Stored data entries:

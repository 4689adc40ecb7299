//! Loopback HTTP server: workspace files, rendered Markdown and the JSON API

mod api;
mod files;

use std::net::SocketAddr;
use std::path::PathBuf;
use std::sync::Arc;

use axum::Router;
use axum::http::Method;
use axum::routing::{get, post};
use thiserror::Error;
use tokio::net::TcpListener;
use tokio::sync::Mutex;
use tower_http::cors::{Any, CorsLayer};
use tower_http::trace::TraceLayer;
use tracing::{info, warn};

use artiview_core::config::{LOOPBACK, ResolvedFolder, ViewerConfig};
use artiview_core::recents::{RecentsError, RecentsStore, Snapshot};

use crate::apps::AppsManager;

#[derive(Debug, Error)]
pub enum ServeError {
    #[error("no free port in {first}..={last}")]
    NoFreePort { first: u16, last: u16 },
    #[error("failed to bind {addr}: {source}")]
    Bind {
        addr: SocketAddr,
        #[source]
        source: std::io::Error,
    },
    #[error("server error: {0}")]
    Io(#[from] std::io::Error),
}

/// Everything the handlers need, created once at startup
pub struct ServerState {
    pub workspace_root: PathBuf,
    pub workspace_name: String,
    pub home_page: String,
    pub folders: Vec<ResolvedFolder>,
    /// Port actually bound, used in artifact URLs
    pub port: u16,
    pub recents: Mutex<RecentsStore>,
    /// Generation of the last recents snapshot on disk
    recents_written: Mutex<u64>,
    /// `None` when apps are disabled in the config
    pub apps: Option<Arc<AppsManager>>,
}

impl ServerState {
    pub fn new(
        config: &ViewerConfig,
        workspace_root: PathBuf,
        port: u16,
        apps: Option<Arc<AppsManager>>,
    ) -> Self {
        Self {
            workspace_name: config.workspace_name(&workspace_root),
            home_page: config.server.home_page.trim_start_matches('/').to_string(),
            folders: config.resolve_folders(&workspace_root),
            port,
            recents: Mutex::new(RecentsStore::open(&workspace_root, config.recents.limit)),
            recents_written: Mutex::new(0),
            apps,
            workspace_root,
        }
    }

    /// Write a recents snapshot on the blocking pool. Snapshots older than
    /// the last one written are dropped.
    pub async fn persist_recents(&self, snapshot: Snapshot) -> Result<(), RecentsError> {
        let mut written = self.recents_written.lock().await;
        let generation = snapshot.generation();
        if generation <= *written {
            return Ok(());
        }
        tokio::task::spawn_blocking(move || snapshot.write())
            .await
            .map_err(|e| RecentsError::Io(std::io::Error::other(e)))??;
        *written = generation;
        Ok(())
    }
}

pub fn build_router(state: Arc<ServerState>) -> Router {
    let cors = CorsLayer::new()
        .allow_origin(Any)
        .allow_methods([Method::GET, Method::POST, Method::DELETE, Method::OPTIONS])
        .allow_headers(Any);

    Router::new()
        .route("/", get(files::redirect_home))
        .route("/api/artifacts", get(api::list_artifacts))
        .route("/api/identity", get(api::identity))
        .route("/api/recents", get(api::list_recents).delete(api::delete_recents))
        .route("/api/apps", get(api::list_apps))
        .route("/api/apps/discover", get(api::discover_apps))
        .route("/api/apps/{id}/start", post(api::start_app))
        .route("/api/apps/{id}/stop", post(api::stop_app))
        .route("/api/ports", get(api::list_ports))
        .fallback(get(files::serve_file))
        .layer(cors)
        .layer(TraceLayer::new_for_http())
        .with_state(state)
}

/// Bind the first free loopback port starting at `first`
pub async fn bind(first: u16, attempts: u16) -> Result<TcpListener, ServeError> {
    let attempts = attempts.max(1);
    let last = first.saturating_add(attempts - 1);

    for port in first..=last {
        let addr: SocketAddr = SocketAddr::from(([127, 0, 0, 1], port));
        match TcpListener::bind(addr).await {
            Ok(listener) => return Ok(listener),
            Err(e) if e.kind() == std::io::ErrorKind::AddrInUse => {
                warn!(port, "port in use, trying next");
            }
            Err(source) => return Err(ServeError::Bind { addr, source }),
        }
    }

    Err(ServeError::NoFreePort { first, last })
}

/// Serve until the process is interrupted
pub async fn serve(listener: TcpListener, state: Arc<ServerState>) -> Result<(), ServeError> {
    let addr = listener.local_addr()?;
    info!("serving {} on http://{LOOPBACK}:{}", state.workspace_root.display(), addr.port());

    axum::serve(listener, build_router(state))
        .with_graceful_shutdown(async {
            let _ = tokio::signal::ctrl_c().await;
        })
        .await?;
    Ok(())
}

*YOUR INSTRUCTIONS*. Copy every line above in which the string "source" shows up.

*ANSWER TO THIS TASK*.
    #[error("failed to bind {addr}: {source}")]
        #[source]
        source: std::io::Error,
            Err(source) => return Err(ServeError::Bind { addr, source }),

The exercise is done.